«Мы — дети войны»

5 февраля, 2011, Размещено admin 02:25 | No Comments

Николай Иванович Тишкин

Воспоминания о Великой Отечественной войне Николая Ивановича Тишкина публиковались в трёх номерах районной газеты «Приокская нива», декабрь 2010-го — январь 2011-го.

Родился я в 1931 году в селе Троицкое Кошелевского сельского Совета Свердловского района Орловской области. Довоенный период проживал в семье по указанному адресу. Наша семья состояла из шести человек: мама, папа, старшая сестра Мария, я и две младшие сестренки — Таисия и Вера. В селе Троицкое в то время насчитывалось около ста домов. Была в селе церковь, но ее закрыли после Октябрьской революции. Сначала в ней размешалась начальная школа, а потом ее приспособили под зернохранилище.

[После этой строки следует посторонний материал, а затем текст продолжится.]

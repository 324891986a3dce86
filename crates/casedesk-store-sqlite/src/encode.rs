//! Encoding and decoding helpers between Rust domain types and the plain-text
//! representations stored in SQLite columns.
//!
//! Timestamps are stored as RFC 3339 strings with microsecond precision and a
//! `Z` suffix, so lexical order equals chronological order. Calendar dates are
//! `YYYY-MM-DD`. Vocabulary values are stored as their canonical strings.

use casedesk_core::{
  case::{Case, CaseId, Update},
  store::{BreakdownRow, GroupField},
  vocab::{self, Vocabulary},
};
use chrono::{DateTime, NaiveDate, SecondsFormat, SubsecRound as _, Utc};

use crate::{Error, Result};

// ─── DateTime<Utc> ───────────────────────────────────────────────────────────

/// The current time at the precision [`encode_dt`] keeps, so a record built
/// from it equals the one read back.
pub fn stored_now() -> DateTime<Utc> { Utc::now().trunc_subsecs(6) }

pub fn encode_dt(dt: DateTime<Utc>) -> String {
  dt.to_rfc3339_opts(SecondsFormat::Micros, true)
}

pub fn decode_dt(s: &str) -> Result<DateTime<Utc>> {
  DateTime::parse_from_rfc3339(s)
    .map(|dt| dt.with_timezone(&Utc))
    .map_err(|e| Error::DateParse(format!("{s:?}: {e}")))
}

// ─── NaiveDate ───────────────────────────────────────────────────────────────

pub fn encode_date(d: NaiveDate) -> String { d.format("%Y-%m-%d").to_string() }

/// Empty strings are treated as "no date"; older rows used them that way.
pub fn decode_date(s: Option<&str>) -> Result<Option<NaiveDate>> {
  match s.map(str::trim) {
    None | Some("") => Ok(None),
    Some(s) => NaiveDate::parse_from_str(s, "%Y-%m-%d")
      .map(Some)
      .map_err(|e| Error::DateParse(format!("{s:?}: {e}"))),
  }
}

// ─── Vocabularies ────────────────────────────────────────────────────────────

pub fn decode_vocab<T: Vocabulary>(s: &str) -> Result<T> {
  Ok(vocab::parse::<T>(s)?)
}

/// The `cases` column behind a [`GroupField`].
pub fn group_column(field: GroupField) -> &'static str {
  match field {
    GroupField::CaseStatus => "case_status",
    GroupField::Marketplace => "marketplace",
    GroupField::Workstream => "workstream",
    GroupField::Priority => "priority",
    GroupField::SubStatus => "last_sub_status",
    GroupField::SellerType => "seller_type",
    GroupField::Complexity => "complexity",
    GroupField::CaseSource => "case_source",
    GroupField::ApiArea => "api_area",
    GroupField::IssueType => "issue_type",
  }
}

// ─── Row types ───────────────────────────────────────────────────────────────

/// Column list matching [`RawCase::from_row`].
pub const CASE_COLUMNS: &str = "
  case_id, case_reference, seller_id, seller_name, specialist_id,
  specialist_name, marketplace, case_source, case_status, workstream,
  listing_start_date, listing_completion_date, issue_type, complexity,
  priority, api_area, integration_type, seller_type, feedback_received,
  satisfaction_score, notes, last_sub_status, created_at, updated_at";

/// Raw values read directly from a `cases` row.
pub struct RawCase {
  pub case_id:                 String,
  pub case_reference:          Option<String>,
  pub seller_id:               i64,
  pub seller_name:             String,
  pub specialist_id:           String,
  pub specialist_name:         String,
  pub marketplace:             String,
  pub case_source:             String,
  pub case_status:             String,
  pub workstream:              String,
  pub listing_start_date:      Option<String>,
  pub listing_completion_date: Option<String>,
  pub issue_type:              String,
  pub complexity:              String,
  pub priority:                String,
  pub api_area:                String,
  pub integration_type:        String,
  pub seller_type:             String,
  pub feedback_received:       bool,
  pub satisfaction_score:      Option<f64>,
  pub notes:                   String,
  pub last_sub_status:         String,
  pub created_at:              String,
  pub updated_at:              String,
}

impl RawCase {
  pub fn from_row(row: &rusqlite::Row<'_>) -> rusqlite::Result<Self> {
    Ok(Self {
      case_id:                 row.get(0)?,
      case_reference:          row.get(1)?,
      seller_id:               row.get(2)?,
      seller_name:             row.get(3)?,
      specialist_id:           row.get(4)?,
      specialist_name:         row.get(5)?,
      marketplace:             row.get(6)?,
      case_source:             row.get(7)?,
      case_status:             row.get(8)?,
      workstream:              row.get(9)?,
      listing_start_date:      row.get(10)?,
      listing_completion_date: row.get(11)?,
      issue_type:              row.get(12)?,
      complexity:              row.get(13)?,
      priority:                row.get(14)?,
      api_area:                row.get(15)?,
      integration_type:        row.get(16)?,
      seller_type:             row.get(17)?,
      feedback_received:       row.get(18)?,
      satisfaction_score:      row.get(19)?,
      notes:                   row.get(20)?,
      last_sub_status:         row.get(21)?,
      created_at:              row.get(22)?,
      updated_at:              row.get(23)?,
    })
  }

  pub fn into_case(self) -> Result<Case> {
    Ok(Case {
      case_id:                 CaseId::parse(&self.case_id)?,
      case_reference:          self.case_reference.filter(|s| !s.is_empty()),
      seller_id:               self.seller_id,
      seller_name:             self.seller_name,
      specialist_id:           self.specialist_id,
      specialist_name:         self.specialist_name,
      marketplace:             decode_vocab(&self.marketplace)?,
      case_source:             decode_vocab(&self.case_source)?,
      case_status:             decode_vocab(&self.case_status)?,
      workstream:              decode_vocab(&self.workstream)?,
      listing_start_date:      decode_date(self.listing_start_date.as_deref())?,
      listing_completion_date: decode_date(
        self.listing_completion_date.as_deref(),
      )?,
      issue_type:              self.issue_type,
      complexity:              decode_vocab(&self.complexity)?,
      priority:                decode_vocab(&self.priority)?,
      api_area:                self.api_area,
      integration_type:        self.integration_type,
      seller_type:             decode_vocab(&self.seller_type)?,
      feedback_received:       self.feedback_received,
      satisfaction_score:      self.satisfaction_score,
      notes:                   self.notes,
      last_sub_status:         decode_vocab(&self.last_sub_status)?,
      created_at:              decode_dt(&self.created_at)?,
      updated_at:              decode_dt(&self.updated_at)?,
    })
  }
}

/// Column list matching [`RawUpdate::from_row`].
pub const UPDATE_COLUMNS: &str =
  "update_id, case_id, note, author, timestamp, sub_status";

/// Raw values read directly from an `updates` row.
pub struct RawUpdate {
  pub update_id:  i64,
  pub case_id:    String,
  pub note:       String,
  pub author:     String,
  pub timestamp:  String,
  pub sub_status: String,
}

impl RawUpdate {
  pub fn from_row(row: &rusqlite::Row<'_>) -> rusqlite::Result<Self> {
    Ok(Self {
      update_id:  row.get(0)?,
      case_id:    row.get(1)?,
      note:       row.get(2)?,
      author:     row.get(3)?,
      timestamp:  row.get(4)?,
      sub_status: row.get(5)?,
    })
  }

  pub fn into_update(self) -> Result<Update> {
    Ok(Update {
      update_id:  self.update_id,
      case_id:    CaseId::parse(&self.case_id)?,
      note:       self.note,
      author:     self.author,
      timestamp:  decode_dt(&self.timestamp)?,
      sub_status: decode_vocab(&self.sub_status)?,
    })
  }
}

/// Raw values from the breakdown `GROUP BY` query.
pub struct RawBreakdown {
  pub workstream:      String,
  pub marketplace:     String,
  pub issue_type:      String,
  pub api_area:        String,
  pub last_sub_status: String,
  pub count:           i64,
}

impl RawBreakdown {
  pub fn into_row(self) -> Result<BreakdownRow> {
    Ok(BreakdownRow {
      workstream:      decode_vocab(&self.workstream)?,
      marketplace:     decode_vocab(&self.marketplace)?,
      issue_type:      self.issue_type,
      api_area:        self.api_area,
      last_sub_status: decode_vocab(&self.last_sub_status)?,
      count:           self.count.max(0) as u64,
    })
  }
}

#[cfg(test)]
mod tests {
  use chrono::TimeZone;

  use super::*;

  #[test]
  fn stored_now_survives_encoding() {
    let now = stored_now();
    assert_eq!(decode_dt(&encode_dt(now)).unwrap(), now);
  }

  #[test]
  fn timestamps_sort_lexically() {
    let a = Utc.with_ymd_and_hms(2024, 1, 1, 9, 0, 0).unwrap();
    let b = a + chrono::Duration::microseconds(1);
    let c = a + chrono::Duration::seconds(1);
    assert!(encode_dt(a) < encode_dt(b));
    assert!(encode_dt(b) < encode_dt(c));
    assert_eq!(decode_dt(&encode_dt(b)).unwrap(), b);
  }

  #[test]
  fn empty_date_is_none() {
    assert_eq!(decode_date(Some("")).unwrap(), None);
    assert_eq!(decode_date(None).unwrap(), None);
    assert_eq!(
      decode_date(Some("2024-01-15")).unwrap(),
      NaiveDate::from_ymd_opt(2024, 1, 15)
    );
    assert!(decode_date(Some("15/01/2024")).is_err());
  }
}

Перед началом Великой Отечественной войны (в 1938 году) наша семья уезжала на Украину в село Орлянка Запорожской области, потому что в колхозе зерно за трудодни не выдали, ввиду плохого урожая, а без хлеба на одной картошке семье жить было трудно.

Но, прожив в Орлянке одну зиму, из-за необеспеченности жильем мы вернулись в родное село, где оставалась наша хата и огород. Весной посадили картошку (семена оставались в погребе), и казалось, что жизнь наладилась…

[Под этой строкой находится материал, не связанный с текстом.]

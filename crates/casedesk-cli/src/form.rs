//! State of the New Case form, independent of rendering.

use anyhow::{Context, Result};
use casedesk_core::{
  case::NewCase,
  vocab::{
    CaseSource, Complexity, Marketplace, Priority, SellerType, Vocabulary,
    Workstream,
  },
};
use chrono::NaiveDate;

// ─── Vocabulary cycling ───────────────────────────────────────────────────────

/// Step through `T`'s values, wrapping at either end.
pub fn cycle<T: Vocabulary + PartialEq>(value: T, forward: bool) -> T {
  let all = T::all();
  let n = all.len();
  let i = all.iter().position(|v| *v == value).unwrap_or(0);
  if forward {
    all[(i + 1) % n]
  } else {
    all[(i + n - 1) % n]
  }
}

/// Step a filter through `None`, then each value of `T`, then back to `None`.
pub fn cycle_filter<T: Vocabulary + PartialEq>(value: Option<T>) -> Option<T> {
  let all = T::all();
  match value {
    None => all.first().copied(),
    Some(v) => {
      let i = all.iter().position(|x| *x == v)?;
      all.get(i + 1).copied()
    }
  }
}

// ─── Fields ───────────────────────────────────────────────────────────────────

#[derive(Debug, Clone, Copy, PartialEq, Eq)]
pub enum FormField {
  SellerName,
  SellerId,
  CaseReference,
  IssueType,
  ApiArea,
  IntegrationType,
  SpecialistName,
  Marketplace,
  CaseSource,
  Workstream,
  Complexity,
  Priority,
  SellerType,
  ListingStart,
  Notes,
  Submit,
}

impl FormField {
  pub const ALL: &'static [Self] = &[
    Self::SellerName,
    Self::SellerId,
    Self::CaseReference,
    Self::IssueType,
    Self::ApiArea,
    Self::IntegrationType,
    Self::SpecialistName,
    Self::Marketplace,
    Self::CaseSource,
    Self::Workstream,
    Self::Complexity,
    Self::Priority,
    Self::SellerType,
    Self::ListingStart,
    Self::Notes,
    Self::Submit,
  ];

  pub fn label(self) -> &'static str {
    match self {
      Self::SellerName => "Seller name *",
      Self::SellerId => "Seller ID",
      Self::CaseReference => "Case reference",
      Self::IssueType => "Issue type *",
      Self::ApiArea => "API area",
      Self::IntegrationType => "Integration",
      Self::SpecialistName => "Specialist",
      Self::Marketplace => "Marketplace",
      Self::CaseSource => "Case source",
      Self::Workstream => "Workstream",
      Self::Complexity => "Complexity",
      Self::Priority => "Priority",
      Self::SellerType => "Seller type",
      Self::ListingStart => "Listing start",
      Self::Notes => "Notes",
      Self::Submit => "[ Create case ]",
    }
  }

  /// Enum fields are cycled with ←/→ instead of typed.
  pub fn is_choice(self) -> bool {
    matches!(
      self,
      Self::Marketplace
        | Self::CaseSource
        | Self::Workstream
        | Self::Complexity
        | Self::Priority
        | Self::SellerType
    )
  }
}

// ─── Form ─────────────────────────────────────────────────────────────────────

#[derive(Debug, Clone, Default)]
pub struct CaseForm {
  pub cursor:           usize,
  pub seller_name:      String,
  pub seller_id:        String,
  pub case_reference:   String,
  pub issue_type:       String,
  pub api_area:         String,
  pub integration_type: String,
  pub specialist_name:  String,
  /// `YYYY-MM-DD`; empty means today.
  pub listing_start:    String,
  pub notes:            String,
  pub marketplace:      Marketplace,
  pub case_source:      CaseSource,
  pub workstream:       Workstream,
  pub complexity:       Complexity,
  pub priority:         Priority,
  pub seller_type:      SellerType,
}

impl CaseForm {
  pub fn current(&self) -> FormField {
    FormField::ALL[self.cursor.min(FormField::ALL.len() - 1)]
  }

  pub fn next(&mut self) {
    self.cursor = (self.cursor + 1) % FormField::ALL.len();
  }

  pub fn prev(&mut self) {
    let n = FormField::ALL.len();
    self.cursor = (self.cursor + n - 1) % n;
  }

  fn text_mut(&mut self, field: FormField) -> Option<&mut String> {
    Some(match field {
      FormField::SellerName => &mut self.seller_name,
      FormField::SellerId => &mut self.seller_id,
      FormField::CaseReference => &mut self.case_reference,
      FormField::IssueType => &mut self.issue_type,
      FormField::ApiArea => &mut self.api_area,
      FormField::IntegrationType => &mut self.integration_type,
      FormField::SpecialistName => &mut self.specialist_name,
      FormField::ListingStart => &mut self.listing_start,
      FormField::Notes => &mut self.notes,
      _ => return None,
    })
  }

  /// Display value for `field`.
  pub fn value(&self, field: FormField) -> String {
    match field {
      FormField::SellerName => self.seller_name.clone(),
      FormField::SellerId => self.seller_id.clone(),
      FormField::CaseReference => self.case_reference.clone(),
      FormField::IssueType => self.issue_type.clone(),
      FormField::ApiArea => self.api_area.clone(),
      FormField::IntegrationType => self.integration_type.clone(),
      FormField::SpecialistName => self.specialist_name.clone(),
      FormField::ListingStart => self.listing_start.clone(),
      FormField::Notes => self.notes.clone(),
      FormField::Marketplace => self.marketplace.to_string(),
      FormField::CaseSource => self.case_source.to_string(),
      FormField::Workstream => self.workstream.to_string(),
      FormField::Complexity => self.complexity.to_string(),
      FormField::Priority => self.priority.to_string(),
      FormField::SellerType => self.seller_type.to_string(),
      FormField::Submit => String::new(),
    }
  }

  pub fn push_char(&mut self, c: char) {
    if let Some(text) = self.text_mut(self.current()) {
      text.push(c);
    }
  }

  pub fn backspace(&mut self) {
    if let Some(text) = self.text_mut(self.current()) {
      text.pop();
    }
  }

  /// Cycle the enum field under the cursor. No-op on text fields.
  pub fn cycle_current(&mut self, forward: bool) {
    match self.current() {
      FormField::Marketplace => self.marketplace = cycle(self.marketplace, forward),
      FormField::CaseSource => self.case_source = cycle(self.case_source, forward),
      FormField::Workstream => self.workstream = cycle(self.workstream, forward),
      FormField::Complexity => self.complexity = cycle(self.complexity, forward),
      FormField::Priority => self.priority = cycle(self.priority, forward),
      FormField::SellerType => self.seller_type = cycle(self.seller_type, forward),
      _ => {}
    }
  }

  /// Build and validate the create request.
  pub fn to_new_case(&self) -> Result<NewCase> {
    fn text(s: &str) -> Option<String> {
      let s = s.trim();
      (!s.is_empty()).then(|| s.to_owned())
    }

    let seller_id = text(&self.seller_id)
      .map(|s| s.parse::<i64>())
      .transpose()
      .context("seller ID must be a whole number")?;
    let listing_start_date = text(&self.listing_start)
      .map(|s| NaiveDate::parse_from_str(&s, "%Y-%m-%d"))
      .transpose()
      .context("listing start must be YYYY-MM-DD")?;

    let input = NewCase {
      case_reference: text(&self.case_reference),
      seller_id,
      seller_name: text(&self.seller_name),
      specialist_name: text(&self.specialist_name),
      marketplace: Some(self.marketplace),
      case_source: Some(self.case_source),
      workstream: Some(self.workstream),
      listing_start_date,
      issue_type: text(&self.issue_type),
      complexity: Some(self.complexity),
      priority: Some(self.priority),
      api_area: text(&self.api_area),
      integration_type: text(&self.integration_type),
      seller_type: Some(self.seller_type),
      notes: text(&self.notes),
      ..NewCase::default()
    };
    input.validate()?;
    Ok(input)
  }
}

#[cfg(test)]
mod tests {
  use casedesk_core::vocab::CaseStatus;

  use super::*;

  fn goto(form: &mut CaseForm, field: FormField) {
    form.cursor = FormField::ALL.iter().position(|f| *f == field).unwrap();
  }

  #[test]
  fn cycle_wraps_both_ways() {
    assert_eq!(cycle(Priority::High, true), Priority::Low);
    assert_eq!(cycle(Priority::Low, false), Priority::High);
    assert_eq!(cycle(Priority::Low, true), Priority::Medium);
  }

  #[test]
  fn filter_cycle_returns_to_all() {
    let mut value = None;
    let mut seen = Vec::new();
    for _ in 0..=CaseStatus::ALL.len() {
      value = cycle_filter::<CaseStatus>(value);
      seen.push(value);
    }
    assert_eq!(seen.first(), Some(&Some(CaseStatus::Submitted)));
    assert_eq!(seen.last(), Some(&None));
  }

  #[test]
  fn typing_only_affects_text_fields() {
    let mut form = CaseForm::default();
    form.push_char('A');
    assert_eq!(form.seller_name, "A");

    goto(&mut form, FormField::Priority);
    form.push_char('x');
    form.cycle_current(true);
    assert_eq!(form.priority, Priority::High);
    assert_eq!(form.value(FormField::Priority), "High");
  }

  #[test]
  fn cursor_wraps_around() {
    let mut form = CaseForm::default();
    form.prev();
    assert_eq!(form.current(), FormField::Submit);
    form.next();
    assert_eq!(form.current(), FormField::SellerName);
  }

  #[test]
  fn submit_requires_seller_and_issue() {
    let mut form = CaseForm::default();
    form.seller_name = "Acme".into();
    let err = form.to_new_case().unwrap_err();
    assert!(err.to_string().contains("issue_type"));

    form.issue_type = "Order sync".into();
    let input = form.to_new_case().unwrap();
    assert_eq!(input.seller_name.as_deref(), Some("Acme"));
    assert_eq!(input.marketplace, Some(Marketplace::Eu));
    assert_eq!(input.seller_id, None);
  }

  #[test]
  fn bad_seller_id_and_date_are_reported() {
    let mut form = CaseForm {
      seller_name: "Acme".into(),
      issue_type: "Auth".into(),
      seller_id: "12a".into(),
      ..CaseForm::default()
    };
    assert!(form.to_new_case().is_err());

    form.seller_id = "12345".into();
    form.listing_start = "15/01/2024".into();
    assert!(form.to_new_case().is_err());

    form.listing_start = "2024-01-15".into();
    let input = form.to_new_case().unwrap();
    assert_eq!(input.seller_id, Some(12345));
    assert_eq!(
      input.listing_start_date,
      NaiveDate::from_ymd_opt(2024, 1, 15)
    );
  }
}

Но вот наступил 1941 год, который изменил всю мою жизнь! Тот день, когда началась война, я помню как сейчас. 22 июня 1941 года в селе была свадьба. Стоял солнечный теплый день, и праздничные столы были накрыты на улице около дома. На свадьбе были и мои родители. Гости пели песни, каблучками отбивали чечетку под заливистую гармонь. Мы, дети, резвились и смеялись, подбегали к родителям, они угощали нас мясом, хлебом и вкусными пряниками (в то время это было для нас самым большим лакомством). Казалось, нашему веселью не будет конца…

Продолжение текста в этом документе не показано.